Data to examine
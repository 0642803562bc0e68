use crate::input::bindings::{is_reserved_symbol, Action, KeyBindingMap};
use crate::input::queue::InputEvent;
use crate::input::store::{load_bindings, save_bindings, BindingStore};

/// Per-action pressed state. Always holds one entry per action; an entry not
/// explicitly set means "not pressed".
#[derive(Debug, Clone, Default)]
pub struct ActionState {
    pressed: [bool; Action::COUNT],
}

impl ActionState {
    pub fn is_pressed(&self, action: Action) -> bool {
        self.pressed[action.index()]
    }

    pub fn set(&mut self, action: Action, pressed: bool) {
        self.pressed[action.index()] = pressed;
    }

    pub fn clear(&mut self) {
        self.pressed = [false; Action::COUNT];
    }
}

/// Maps raw key events to named action flags through a rebindable binding
/// map, and runs the key-capture protocol for rebinding.
pub struct InputTracker {
    bindings: KeyBindingMap,
    actions: ActionState,
    rebind_pending: Option<Action>,
}

impl InputTracker {
    /// Build a tracker with bindings loaded from the store (defaults when the
    /// store is empty or unreadable).
    pub fn from_store(store: &dyn BindingStore) -> Self {
        Self::with_bindings(load_bindings(store))
    }

    pub fn with_bindings(bindings: KeyBindingMap) -> Self {
        Self {
            bindings,
            actions: ActionState::default(),
            rebind_pending: None,
        }
    }

    pub fn bindings(&self) -> &KeyBindingMap {
        &self.bindings
    }

    pub fn actions(&self) -> &ActionState {
        &self.actions
    }

    pub fn is_pressed(&self, action: Action) -> bool {
        self.actions.is_pressed(action)
    }

    /// Clear all pressed states (on reset, so the ship stops responding to
    /// keys held before a restart).
    pub fn clear_pressed(&mut self) {
        self.actions.clear();
    }

    /// The action currently waiting for a capture key, if any.
    pub fn rebind_pending(&self) -> Option<Action> {
        self.rebind_pending
    }

    /// Enter rebind-pending mode: the next key-down is captured as the new
    /// binding for `action` instead of updating pressed state.
    pub fn request_rebind(&mut self, action: Action) {
        self.rebind_pending = Some(action);
    }

    /// Leave rebind-pending mode without changing bindings.
    pub fn cancel_rebind(&mut self) {
        self.rebind_pending = None;
    }

    /// Restore the built-in default bindings and persist immediately.
    pub fn reset_to_defaults(&mut self, store: &mut dyn BindingStore) {
        self.bindings = KeyBindingMap::default();
        save_bindings(store, &self.bindings);
    }

    /// Apply one queued input event.
    pub fn apply(&mut self, event: &InputEvent, store: &mut dyn BindingStore) {
        match event {
            InputEvent::KeyDown { symbol } => self.on_key_down(symbol, store),
            InputEvent::KeyUp { symbol } => self.on_key_up(symbol),
        }
    }

    /// Key pressed. While rebind-pending the event is intercepted entirely:
    /// a reserved symbol aborts the rebind, anything else becomes the new
    /// binding (persisted). Pressed state is never touched in that mode, so
    /// the capture key cannot spuriously trigger its old action.
    pub fn on_key_down(&mut self, symbol: &str, store: &mut dyn BindingStore) {
        let symbol = symbol.to_lowercase();
        if let Some(action) = self.rebind_pending.take() {
            if is_reserved_symbol(&symbol) {
                log::warn!(
                    "cannot bind {} to reserved key {:?}",
                    action.display_name(),
                    symbol
                );
                return;
            }
            self.bindings.set(action, &symbol);
            save_bindings(store, &self.bindings);
            return;
        }
        if let Some(action) = self.bindings.action_for(&symbol) {
            self.actions.set(action, true);
        }
    }

    /// Key released: clear pressed state for whatever action the symbol is
    /// bound to.
    pub fn on_key_up(&mut self, symbol: &str) {
        let symbol = symbol.to_lowercase();
        if let Some(action) = self.bindings.action_for(&symbol) {
            self.actions.set(action, false);
        }
    }
}
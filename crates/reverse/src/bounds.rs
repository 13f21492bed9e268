use std::fmt;

use thiserror::Error;

#[derive(Clone, Copy, Debug, Eq, PartialEq, Hash)]
pub enum Bound {
    Left,
    Right,
}

impl fmt::Display for Bound {
    fn fmt(&self, f: &mut fmt::Formatter<'_>) -> fmt::Result {
        f.write_str(match self {
            Self::Left => "left",
            Self::Right => "right",
        })
    }
}

/// An index pair that does not address a (possibly empty) range of the slice.
#[derive(Clone, Copy, Debug, Eq, PartialEq, Error)]
#[error("{bound} index {index} is out of range for a slice of length {len}")]
pub struct OutOfRange {
    pub bound: Bound,
    pub index: isize,
    pub len: usize,
}

impl OutOfRange {
    fn new(bound: Bound, index: isize, len: usize) -> Self {
        Self { bound, index, len }
    }

    /// Inclusive interval the violated index had to fall in, or `None` when
    /// no value would have been accepted (an empty slice).
    pub fn accepted(&self) -> Option<(isize, isize)> {
        // Lengths past `isize::MAX` (zero-sized elements) accept every
        // non-negative index.
        let n = isize::try_from(self.len).ok();
        match self.bound {
            Bound::Left => Some((0, n.unwrap_or(isize::MAX))),
            Bound::Right if self.len == 0 => None,
            Bound::Right => Some((-1, n.map_or(isize::MAX, |n| n - 1))),
        }
    }
}

/// Validates `(left, right)` against a slice of length `len`.
///
/// - `left` must lie in `0..=len`, `right` in `-1..len`.
/// - An empty slice has no addressable range, so every pair is rejected.
/// - `Ok(None)` means zero swaps (`left >= right`); `Ok(Some((l, r)))`
///   guarantees `l < r < len`.
pub fn check_range(
    len: usize,
    left: isize,
    right: isize,
) -> Result<Option<(usize, usize)>, OutOfRange> {
    if left < 0 || left as usize > len {
        return Err(OutOfRange::new(Bound::Left, left, len));
    }
    if right < -1 || (right >= 0 && right as usize >= len) || len == 0 {
        return Err(OutOfRange::new(Bound::Right, right, len));
    }
    if left >= right {
        return Ok(None);
    }
    Ok(Some((left as usize, right as usize)))
}
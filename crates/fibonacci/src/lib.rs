use thiserror::Error;

/// Largest `n` with `F(n)` representable as `u64`.
pub const MAX_N: u32 = 93;

#[derive(Clone, Copy, Debug, Eq, PartialEq, Error)]
#[error("F({n}) does not fit in u64 (largest index is {max})", max = MAX_N)]
pub struct Overflow {
    pub n: u32,
}

pub fn fib_iterative(n: u32) -> Result<u64, Overflow> {
    if n == 0 {
        return Ok(0);
    }

    let mut prev = 0_u64;
    let mut cur = 1_u64;
    for _ in 1..n {
        let next = prev.checked_add(cur).ok_or(Overflow { n })?;
        prev = cur;
        cur = next;
    }
    Ok(cur)
}

/// `F(2k) = F(k) * (2F(k+1) - F(k))`, `F(2k+1) = F(k)^2 + F(k+1)^2`.
///
/// The pair carries `F(k+1)`, which can exceed `u64` one step before `F(k)`
/// does, so the walk runs in `u128`.
pub fn fib_fast_doubling(n: u32) -> Result<u64, Overflow> {
    if n > MAX_N {
        return Err(Overflow { n });
    }

    let mut a = 0_u128;
    let mut b = 1_u128;
    for shift in (0..u32::BITS - n.leading_zeros()).rev() {
        let c = a * (2 * b - a);
        let d = a * a + b * b;
        if (n >> shift) & 1 == 0 {
            a = c;
            b = d;
        } else {
            a = d;
            b = c + d;
        }
    }
    u64::try_from(a).map_err(|_| Overflow { n })
}

/// The textbook definition. Exponential time: accepts any `n <= MAX_N` but is
/// only practical up to roughly `n = 30`.
pub fn fib_recursive(n: u32) -> Result<u64, Overflow> {
    fn go(n: u32) -> u64 {
        if n < 2 { n as u64 } else { go(n - 1) + go(n - 2) }
    }

    if n > MAX_N {
        return Err(Overflow { n });
    }
    Ok(go(n))
}

/// `F(0), F(1), ...`, stopping early at `F(MAX_N)`.
pub fn fib_sequence(count: usize) -> Vec<u64> {
    let count = count.min(MAX_N as usize + 1);
    let mut out = Vec::with_capacity(count);
    out.extend([0_u64, 1].into_iter().take(count));
    while out.len() < count {
        let n = out.len();
        out.push(out[n - 1] + out[n - 2]);
    }
    out
}
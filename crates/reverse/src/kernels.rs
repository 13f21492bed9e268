use std::{mem, ptr};

#[inline]
pub(crate) fn two_cursor<T>(data: &mut [T], mut left: usize, mut right: usize) {
    debug_assert!(right < data.len());
    while left < right {
        data.swap(left, right);
        left += 1;
        right -= 1;
    }
}

#[inline]
pub(crate) fn zip_halves<T>(data: &mut [T], left: usize, right: usize) {
    debug_assert!(left <= right && right < data.len());
    let seg = &mut data[left..=right];
    let half = seg.len() / 2;
    let mid = seg.len() - half;
    let (front, back) = seg.split_at_mut(mid);
    for (a, b) in front[..half].iter_mut().zip(back.iter_mut().rev()) {
        mem::swap(a, b);
    }
}

#[inline]
pub(crate) fn unchecked<T>(data: &mut [T], mut left: usize, mut right: usize) {
    debug_assert!(right < data.len());
    let ptr = data.as_mut_ptr();
    // Callers validated `right < len`; both cursors stay inside `left..=right`.
    unsafe {
        while left < right {
            ptr::swap(ptr.add(left), ptr.add(right));
            left += 1;
            right -= 1;
        }
    }
}

#[inline]
pub(crate) fn std_reverse<T>(data: &mut [T], left: usize, right: usize) {
    data[left..=right].reverse();
}
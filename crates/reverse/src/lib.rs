mod bounds;
mod kernels;

pub use bounds::{Bound, OutOfRange, check_range};

#[derive(Clone, Copy, Debug, Eq, PartialEq, Hash)]
pub enum ReverseAlgorithm {
    TwoCursor,
    ZipHalves,
    Unchecked,
    Std,
}

pub const ALL_ALGORITHMS: [ReverseAlgorithm; 4] = [
    ReverseAlgorithm::TwoCursor,
    ReverseAlgorithm::ZipHalves,
    ReverseAlgorithm::Unchecked,
    ReverseAlgorithm::Std,
];

pub fn all_algorithms() -> &'static [ReverseAlgorithm] {
    &ALL_ALGORITHMS
}

pub fn algorithm_name(algo: ReverseAlgorithm) -> &'static str {
    match algo {
        ReverseAlgorithm::TwoCursor => "two_cursor",
        ReverseAlgorithm::ZipHalves => "zip_halves",
        ReverseAlgorithm::Unchecked => "unchecked",
        ReverseAlgorithm::Std => "std",
    }
}

/// Reverses the inclusive segment `data[left..=right]` in place.
///
/// Elements outside the segment keep their positions. `left >= right` is a
/// valid empty (or single-element) range and performs no swaps. Indices that
/// do not address the slice fail with [`OutOfRange`] before anything moves.
///
/// Returns the same slice so calls can be chained.
///
/// ```
/// let mut data = [1, 2, 3, 4, 5, 6];
/// reverse::reverse_range(&mut data, 2, 4).unwrap();
/// assert_eq!(data, [1, 2, 5, 4, 3, 6]);
/// ```
pub fn reverse_range<T>(
    data: &mut [T],
    left: isize,
    right: isize,
) -> Result<&mut [T], OutOfRange> {
    reverse_range_with(ReverseAlgorithm::TwoCursor, data, left, right)
}

/// [`reverse_range`] with an explicit swap kernel; every kernel gives the same result.
pub fn reverse_range_with<T>(
    algo: ReverseAlgorithm,
    data: &mut [T],
    left: isize,
    right: isize,
) -> Result<&mut [T], OutOfRange> {
    if let Some((l, r)) = check_range(data.len(), left, right)? {
        match algo {
            ReverseAlgorithm::TwoCursor => kernels::two_cursor(data, l, r),
            ReverseAlgorithm::ZipHalves => kernels::zip_halves(data, l, r),
            ReverseAlgorithm::Unchecked => kernels::unchecked(data, l, r),
            ReverseAlgorithm::Std => kernels::std_reverse(data, l, r),
        }
    }
    Ok(data)
}

/// Reverses the whole slice. Empty slices are left as they are.
pub fn reverse_all<T>(data: &mut [T]) -> &mut [T] {
    if let Some(last) = data.len().checked_sub(1) {
        kernels::two_cursor(data, 0, last);
    }
    data
}
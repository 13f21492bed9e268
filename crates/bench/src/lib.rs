use std::time::Duration;

use criterion::BenchmarkGroup;
use criterion::measurement::Measurement;
use rand::rngs::StdRng;
use rand::{Rng, SeedableRng};

const SMALL_RUNTIME_SAMPLE_SIZE: usize = 15;
const SMALL_RUNTIME_WARM_UP_MS: u64 = 100;
const SMALL_RUNTIME_MEASURE_MS: u64 = 200;
const MEDIUM_RUNTIME_SAMPLE_SIZE: usize = 15;
const MEDIUM_RUNTIME_WARM_UP_MS: u64 = 500;
const MEDIUM_RUNTIME_MEASURE_MS: u64 = 1000;
const LARGE_RUNTIME_SAMPLE_SIZE: usize = 10;
const LARGE_RUNTIME_WARM_UP_MS: u64 = 800;
const LARGE_RUNTIME_MEASURE_MS: u64 = 1500;
const SMALL_INPUT_MAX: usize = 4_096;
const MEDIUM_INPUT_MAX: usize = 65_536;
const RNG_SEED: u64 = 0x5EED_2026;

pub fn apply_small_runtime_config<M: Measurement>(group: &mut BenchmarkGroup<'_, M>) {
    group.sample_size(SMALL_RUNTIME_SAMPLE_SIZE);
    group.warm_up_time(Duration::from_millis(SMALL_RUNTIME_WARM_UP_MS));
    group.measurement_time(Duration::from_millis(SMALL_RUNTIME_MEASURE_MS));
}

pub fn apply_medium_runtime_config<M: Measurement>(group: &mut BenchmarkGroup<'_, M>) {
    group.sample_size(MEDIUM_RUNTIME_SAMPLE_SIZE);
    group.warm_up_time(Duration::from_millis(MEDIUM_RUNTIME_WARM_UP_MS));
    group.measurement_time(Duration::from_millis(MEDIUM_RUNTIME_MEASURE_MS));
}

pub fn apply_large_runtime_config<M: Measurement>(group: &mut BenchmarkGroup<'_, M>) {
    group.sample_size(LARGE_RUNTIME_SAMPLE_SIZE);
    group.warm_up_time(Duration::from_millis(LARGE_RUNTIME_WARM_UP_MS));
    group.measurement_time(Duration::from_millis(LARGE_RUNTIME_MEASURE_MS));
}

/// Picks the runtime preset for an input of `len` elements.
pub fn apply_runtime_config_for_len<M: Measurement>(
    group: &mut BenchmarkGroup<'_, M>,
    len: usize,
) {
    if len <= SMALL_INPUT_MAX {
        apply_small_runtime_config(group);
    } else if len <= MEDIUM_INPUT_MAX {
        apply_medium_runtime_config(group);
    } else {
        apply_large_runtime_config(group);
    }
}

pub fn default_rng() -> StdRng {
    StdRng::seed_from_u64(RNG_SEED)
}

pub fn random_values<R: Rng + ?Sized>(rng: &mut R, len: usize) -> Vec<u64> {
    (0..len).map(|_| rng.random::<u64>()).collect()
}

To do
For each line in the data that holds the word "StdRng", copy the line.

Response for this exercise
use rand::rngs::StdRng;
pub fn default_rng() -> StdRng {
    StdRng::seed_from_u64(RNG_SEED)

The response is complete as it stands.